#### Work order
Among the entries below, take the line with "VideoCodec::Divx" and the line with "self.next_pts += 1;", and output them and every line between them exactly, with nothing else.
*** Opening of Material provided ***
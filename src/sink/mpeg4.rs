//! MPEG-4 Part 2 encoding through FFmpeg.
//!
//! Frames are converted from RGB24 to YUV420P and compressed without B-frames, so each input
//! frame completes exactly one packet and packets arrive in display order.

use ffmpeg_next as ffmpeg;

use ffmpeg::codec::{self, encoder};
use ffmpeg::software::scaling::{context::Context as Scaler, flag::Flags};
use ffmpeg::util::format::pixel::Pixel;
use ffmpeg::util::frame::video::Video as VideoFrame;
use image::RgbImage;

use super::encoder::{EncodedFrame, VideoCodec, VideoEncoder};
use crate::error::*;

/// Frames between keyframes.
const GOP_SIZE: u32 = 12;

/// Target bit rate per pixel per frame.
const BITS_PER_PIXEL: usize = 2;

pub struct Mpeg4Encoder {
    encoder: encoder::video::Encoder,
    scaler: Scaler,
    rgb: VideoFrame,
    yuv: VideoFrame,
    width: u32,
    height: u32,
    next_pts: i64,
    flushed: bool
}

impl Mpeg4Encoder {
    pub fn new(width: u32, height: u32, fps: u32) -> Result<Self> {
        if width % 2 == 1 || height % 2 == 1 || fps == 0 {
            return Err(Error::Configuration(format!(
                "cannot encode {}x{} MPEG-4 at {} fps, dimensions must be even",
                width,
                height,
                fps
            )));
        }

        ffmpeg::init().map_err(ffmpeg_error)?;
        let codec = encoder::find(codec::Id::MPEG4)
            .ok_or_else(|| Error::Encoder(String::from("FFmpeg has no MPEG-4 encoder")))?;

        let mut video = codec::context::Context::new()
            .encoder()
            .video()
            .map_err(ffmpeg_error)?;
        video.set_width(width);
        video.set_height(height);
        video.set_format(Pixel::YUV420P);
        video.set_time_base((1, fps as i32));
        video.set_frame_rate(Some((fps as i32, 1)));
        video.set_gop(GOP_SIZE);
        video.set_max_b_frames(0);
        video.set_bit_rate(width as usize * height as usize * fps as usize * BITS_PER_PIXEL);
        let encoder = video.open_as(codec).map_err(ffmpeg_error)?;

        let scaler = Scaler::get(
            Pixel::RGB24,
            width,
            height,
            Pixel::YUV420P,
            width,
            height,
            Flags::BILINEAR
        )
        .map_err(ffmpeg_error)?;

        log::debug!("Opened MPEG-4 encoder for {}x{} at {} fps", width, height, fps);

        Ok(Self {
            encoder,
            scaler,
            rgb: VideoFrame::new(Pixel::RGB24, width, height),
            yuv: VideoFrame::empty(),
            width,
            height,
            next_pts: 0,
            flushed: false
        })
    }

    fn receive(&mut self) -> Vec<EncodedFrame> {
        let mut packets = Vec::new();
        let mut packet = ffmpeg::Packet::empty();

        while self.encoder.receive_packet(&mut packet).is_ok() {
            if let Some(data) = packet.data() {
                packets.push(EncodedFrame {
                    data: data.to_vec(),
                    keyframe: packet.is_key()
                });
            }
        }

        packets
    }
}

impl VideoEncoder for Mpeg4Encoder {
    fn codec(&self) -> VideoCodec {
        VideoCodec::Divx
    }

    fn encode(&mut self, image: &RgbImage) -> Result<Vec<EncodedFrame>> {
        if image.dimensions() != (self.width, self.height) || self.flushed {
            return Err(Error::Encoder(format!(
                "cannot encode a {}x{} frame into a {}x{} stream",
                image.width(),
                image.height(),
                self.width,
                self.height
            )));
        }

        // FFmpeg rows may be padded past the image width
        let row_len = self.width as usize * 3;
        let stride = self.rgb.stride(0);
        let plane = self.rgb.data_mut(0);
        for (y, row) in image.as_raw().chunks(row_len).enumerate() {
            plane
                .get_mut(y * stride..y * stride + row_len)
                .ok_or_else(|| Error::Encoder(String::from("RGB frame row out of bounds")))?
                .copy_from_slice(row);
        }

        self.scaler.run(&self.rgb, &mut self.yuv).map_err(ffmpeg_error)?;
        self.yuv.set_pts(Some(self.next_pts));
        self.next_pts += 1;

        self.encoder.send_frame(&self.yuv).map_err(ffmpeg_error)?;
        Ok(self.receive())
    }

    fn flush(&mut self) -> Result<Vec<EncodedFrame>> {
        if self.flushed {
            return Ok(Vec::new());
        }
        self.flushed = true;

        self.encoder.send_eof().map_err(ffmpeg_error)?;
        Ok(self.receive())
    }
}

fn ffmpeg_error(e: ffmpeg::Error) -> Error {
    Error::Encoder(e.to_string())
}
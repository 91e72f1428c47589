//! # Stereo depth camera
//!
//! This crate provides live depth estimation for a dual imager stereo camera. Raw interleaved
//! frames are split into left and right planes, matched with semi-global block matching, smoothed
//! with an edge-aware weighted least squares filter and handed to output sinks as a normalised
//! disparity image and a jet heatmap.

// -----------------------------------------------------------------------------------------------
// MODULES
// -----------------------------------------------------------------------------------------------

pub mod acquisition;
pub mod camera;
pub mod config;
pub mod depth;
mod disparity;
mod error;
pub mod frame;
pub mod pipeline;
pub mod postfilter;
pub mod sgbm;
pub mod sink;
pub mod wls;

// -----------------------------------------------------------------------------------------------
// EXPORTS
// -----------------------------------------------------------------------------------------------

pub use disparity::{
    compute_disparity, DisparityConfig, DisparityMap, DisparityPair, DISPARITY_STEP, DISP_SCALE,
    DISP_SHIFT, MAX_DISPARITY_FACTOR
};
pub use error::{Error, Result};

pub mod prelude {
    pub use crate::acquisition::{AcquisitionLoop, CancelToken, LoopEvent, LoopStats, RetryPolicy};
    pub use crate::camera::{Camera, Format7Info, Format7Settings, SyntheticCamera};
    pub use crate::depth::{DepthFrame, DepthPipeline};
    pub use crate::disparity::{DisparityAlgorithm, DisparityConfig, DisparityMap};
    pub use crate::error::{Error, Result};
    pub use crate::frame::{PixelFormat, RawFrame};
    pub use crate::pipeline::PipelinedLoop;
    pub use crate::postfilter::FilterConfig;
    pub use crate::sink::FrameSink;
}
*** Close of Material provided ***
#### Your solution
        VideoCodec::Divx
    }

    fn encode(&mut self, image: &RgbImage) -> Result<Vec<EncodedFrame>> {
        if image.dimensions() != (self.width, self.height) || self.flushed {
            return Err(Error::Encoder(format!(
                "cannot encode a {}x{} frame into a {}x{} stream",
                image.width(),
                image.height(),
                self.width,
                self.height
            )));
        }

        // FFmpeg rows may be padded past the image width
        let row_len = self.width as usize * 3;
        let stride = self.rgb.stride(0);
        let plane = self.rgb.data_mut(0);
        for (y, row) in image.as_raw().chunks(row_len).enumerate() {
            plane
                .get_mut(y * stride..y * stride + row_len)
                .ok_or_else(|| Error::Encoder(String::from("RGB frame row out of bounds")))?
                .copy_from_slice(row);
        }

        self.scaler.run(&self.rgb, &mut self.yuv).map_err(ffmpeg_error)?;
        self.yuv.set_pts(Some(self.next_pts));
        self.next_pts += 1;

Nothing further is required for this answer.